Although I don’t carry a notebook on my rambles here at home, I suppose there’s always my phone. And yet, curious as I am about things I see here, their oft-seen grandeur seldom seems to rise to the level of needing to jot them down; the waves may be magnificent and unusually fierce, but except for the way the sun glints off the cliffs, or the way a tree has fallen into the arms of its friends, it is seldom as… well, alien as it seems in far-off lands.
I was lamenting this lack of uniqueness on that hike around Cape Roger Curtis, when it occurred to me that if I’d seen the very same shore I was looking at, but in Nova Scotia, for example, I would have been thrilled. So I tried something I used to do when I was a child: tried to forget where I was, and see things as if I’d never been there before. I don’t know if it is something you have to learn, and maybe practice, but the change in my appreciation suddenly transformed it into what I can only describe as wonder.
I have to admit that, at my age, it felt a bit worrying to pretend I didn’t really know where I was -sort of like practicing what might happen with Alzheimer’s I suppose. But because I vaguely recognized it as something I used to do when I was younger -you know, like having someone spin me round and round on the playground until I got dizzy- I rationalized that it was a gift, rather than a preview of life to come.

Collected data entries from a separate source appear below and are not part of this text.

//! Data Transfer Objects
//!
//! Request and response types for the API endpoints.
//! These types are serialized/deserialized to/from JSON.
//!
//! Search responses are not listed here; they are `QueryOutcome` values
//! serialized directly.

use chrono::{DateTime, Utc};
use serde::{Deserialize, Serialize};

// ============================================
// AUTH DTOs
// ============================================

/// Login request
///
/// Both fields are optional so a missing field gets the same answer as a
/// wrong password.
#[derive(Debug, Default, Deserialize)]
pub struct LoginRequest {
    #[serde(default)]
    pub email: Option<String>,
    #[serde(default)]
    pub password: Option<String>,
}

/// Login response
#[derive(Debug, Serialize, Deserialize)]
#[serde(rename_all = "camelCase")]
pub struct LoginResponse {
    /// Bearer token for the sensor endpoints
    pub access_token: String,
    /// When the token stops being accepted
    pub expires_at: DateTime<Utc>,
}

// ============================================
// UPLOAD DTOs
// ============================================

/// Upload response
#[derive(Debug, Serialize, Deserialize)]
pub struct UploadResponse {
    /// Always "Success!"
    pub message: String,
    /// Number of readings stored
    pub accepted: usize,
}

impl UploadResponse {
    pub fn success(accepted: usize) -> Self {
        Self {
            message: "Success!".to_string(),
            accepted,
        }
    }
}

// ============================================
// COMMON DTOs
// ============================================

/// Plain message body, used for every error
#[derive(Debug, Serialize, Deserialize)]
pub struct MessageResponse {
    pub message: String,
}

impl MessageResponse {
    pub fn new(message: impl Into<String>) -> Self {
        Self {
            message: message.into(),
        }
    }
}

// ============================================
// HEALTH DTOs
// ============================================

/// Health check response
#[derive(Debug, Serialize)]
pub struct HealthResponse {
    /// Overall status: "healthy" or "unhealthy"
    pub status: String,
    /// Store status: "ok" or "error"
    pub storage: String,
    /// Stored readings, when the store answered
    #[serde(skip_serializing_if = "Option::is_none")]
    pub readings: Option<u64>,
    /// Server uptime in seconds
    pub uptime_seconds: u64,
    /// Server version
    pub version: String,
}
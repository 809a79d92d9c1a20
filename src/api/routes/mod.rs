//! API Routes
//!
//! Route handlers organized by functionality.

pub mod auth;
pub mod health;
pub mod search;
pub mod upload;
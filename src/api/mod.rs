//! Weatherlog REST API
//!
//! HTTP API layer for weatherlog, built with Axum.
//!
//! # Endpoints
//!
//! ## Auth
//! - `POST /api/login` - Exchange credentials for an access token
//!
//! ## Sensors (bearer token required)
//! - `POST /api/sensors/upload` - Upload a CSV batch of readings
//! - `POST /api/sensors/search` - Filter, sort and aggregate readings
//!
//! ## Health
//! - `GET /health/live` - Liveness probe
//! - `GET /health/ready` - Readiness probe
//! - `GET /health` - Full health status
//!
//! # Example
//!
//! ```rust,ignore
//! use weatherlog::api::{serve, ApiConfig, AppState};
//! use weatherlog::auth::TokenAuthenticator;
//! use weatherlog::storage::StorageEngine;
//! use std::sync::Arc;
//!
//! #[tokio::main]
//! async fn main() -> Result<(), Box<dyn std::error::Error>> {
//!     let store = Arc::new(StorageEngine::open("./weather.db")?);
//!     let auth = Arc::new(TokenAuthenticator::new(users, b"secret", chrono::Duration::hours(1)));
//!     let config = ApiConfig::default();
//!
//!     let state = AppState::new(store, auth, config.clone());
//!     serve(state, &config).await?;
//!
//!     Ok(())
//! }
//! ```

pub mod dto;
pub mod error;
pub mod middleware;
pub mod routes;
pub mod state;

pub use error::{ApiError, ApiResult};
pub use state::{ApiConfig, AppState};

use axum::{
    extract::DefaultBodyLimit,
    middleware::from_fn_with_state,
    routing::{get, post},
    Router,
};
use std::sync::Arc;
use std::time::Duration;
use tower_http::{cors::CorsLayer, timeout::TimeoutLayer, trace::TraceLayer};

/// Build the API router with all routes and middleware
pub fn build_router(state: AppState) -> Router {
    let shared_state = Arc::new(state);

    let sensor_routes = Router::new()
        .route("/upload", post(routes::upload::upload_readings))
        .route("/search", post(routes::search::search_readings))
        .route_layer(from_fn_with_state(
            Arc::clone(&shared_state),
            middleware::require_auth,
        ));

    let api_routes = Router::new()
        .route("/login", post(routes::auth::login))
        .nest("/sensors", sensor_routes);

    let health_routes = Router::new()
        .route("/live", get(routes::health::liveness))
        .route("/ready", get(routes::health::readiness))
        .route("/", get(routes::health::full_health));

    let max_body_size = shared_state.config.max_body_size;
    let timeout = Duration::from_secs(shared_state.config.request_timeout_secs);

    Router::new()
        .nest("/api", api_routes)
        .nest("/health", health_routes)
        .layer(DefaultBodyLimit::max(max_body_size))
        .layer(TimeoutLayer::new(timeout))
        .layer(TraceLayer::new_for_http())
        .layer(CorsLayer::permissive())
        .with_state(shared_state)
}

/// Start the API server
pub async fn serve(state: AppState, config: &ApiConfig) -> Result<(), ApiError> {
    let router = build_router(state);

    let addr = config.addr();
    let listener = tokio::net::TcpListener::bind(&addr).await?;

    tracing::info!("Weatherlog API listening on {}", addr);

    axum::serve(listener, router)
        .with_graceful_shutdown(shutdown_signal())
        .await
        .map_err(|e| ApiError::Internal(format!("Server error: {}", e)))?;

    tracing::info!("Weatherlog API shut down gracefully");
    Ok(())
}

/// Wait for shutdown signal
async fn shutdown_signal() {
    let ctrl_c = async {
        if let Err(e) = tokio::signal::ctrl_c().await {
            tracing::error!("Failed to install Ctrl+C handler: {}", e);
            std::future::pending::<()>().await;
        }
    };

    #[cfg(unix)]
    let terminate = async {
        match tokio::signal::unix::signal(tokio::signal::unix::SignalKind::terminate()) {
            Ok(mut signal) => {
                signal.recv().await;
            }
            Err(e) => {
                tracing::error!("Failed to install signal handler: {}", e);
                std::future::pending::<()>().await;
            }
        }
    };

    #[cfg(not(unix))]
    let terminate = std::future::pending::<()>();

    tokio::select! {
        _ = ctrl_c => {},
        _ = terminate => {},
    }

    tracing::info!("Shutdown signal received, starting graceful shutdown");
}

The revelation, was astounding, and when I realized I could easily phase-change at will -that I wasn’t committed to staying a stranger in a strange land- I tried it out a few more times in different locations. What I saw each time amazed me: it was just like travelling to a foreign place, only at will. It was not a one-way ticket.
It helped each time to pick a particular country I’d enjoyed -and then pretend I was walking through my favorite spots. New Zealand springs to mind, although the trees were probably different, and so were the beaches, but with a little poetic licence, I was swept away with what I saw.
I’ve always been impressed with the abundance of ferns in NZ -the silver fern, for example, is even the symbol of New Zealand’s national identity; there seem to be ferns everywhere -or Cycads (the Macrozamia variety look much like ferns). But, a short walk through the woods in my own coastal Pacific Northwest with its fuzzy blanket of ferns, could easily substitute for a trip to many of the woodlands in Aotearoa (the indigenous Māori name for the New Zealand’s north island: often translated as ‘the land of the long white cloud’).
I tried the same trick with my mind as I walked around a relatively new trail around Grafton Lake on Bowen. It is a tarn surrounded by a forest, and from its north shore, if you peek through the trees, you could be forgiven for thinking you are in Fiordland on the bottom tip of the South Island of NZ. Okay, it takes a little imagination, but that’s where I’m claiming my little dissociative trick comes in. It allowed me to reclaim the lake, and transport me to somewhere else entirely. It actually looked different to me, more beautiful if that’s possible.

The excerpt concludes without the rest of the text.